use crate::infra::{AppService, AppState};
use axum::http::{header, StatusCode};
use axum::response::IntoResponse;
use axum::Extension;
use axum::Json;
use reconcile_ai::workflows::reconciliation::reconciliation_router;
use serde_json::json;
use std::sync::Arc;

pub(crate) fn with_reconciliation_routes(service: Arc<AppService>) -> axum::Router {
    reconciliation_router(service)
        .route("/health", axum::routing::get(healthcheck))
        .route("/ready", axum::routing::get(readiness_endpoint))
        .route("/metrics", axum::routing::get(metrics_endpoint))
}

pub(crate) async fn healthcheck() -> Json<serde_json::Value> {
    Json(json!({ "status": "ok" }))
}

pub(crate) async fn readiness_endpoint(Extension(state): Extension<AppState>) -> impl IntoResponse {
    let ready = state.readiness.load(std::sync::atomic::Ordering::Relaxed);
    let status = if ready {
        StatusCode::OK
    } else {
        StatusCode::SERVICE_UNAVAILABLE
    };

    let payload = if ready {
        json!({ "status": "ready" })
    } else {
        json!({ "status": "initializing" })
    };

    (status, Json(payload))
}

pub(crate) async fn metrics_endpoint(Extension(state): Extension<AppState>) -> impl IntoResponse {
    (
        StatusCode::OK,
        [(header::CONTENT_TYPE, "text/plain; version=0.0.4")],
        state.metrics.render(),
    )
}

************

Give only the number of lines in the material above that include the word "AppState".

3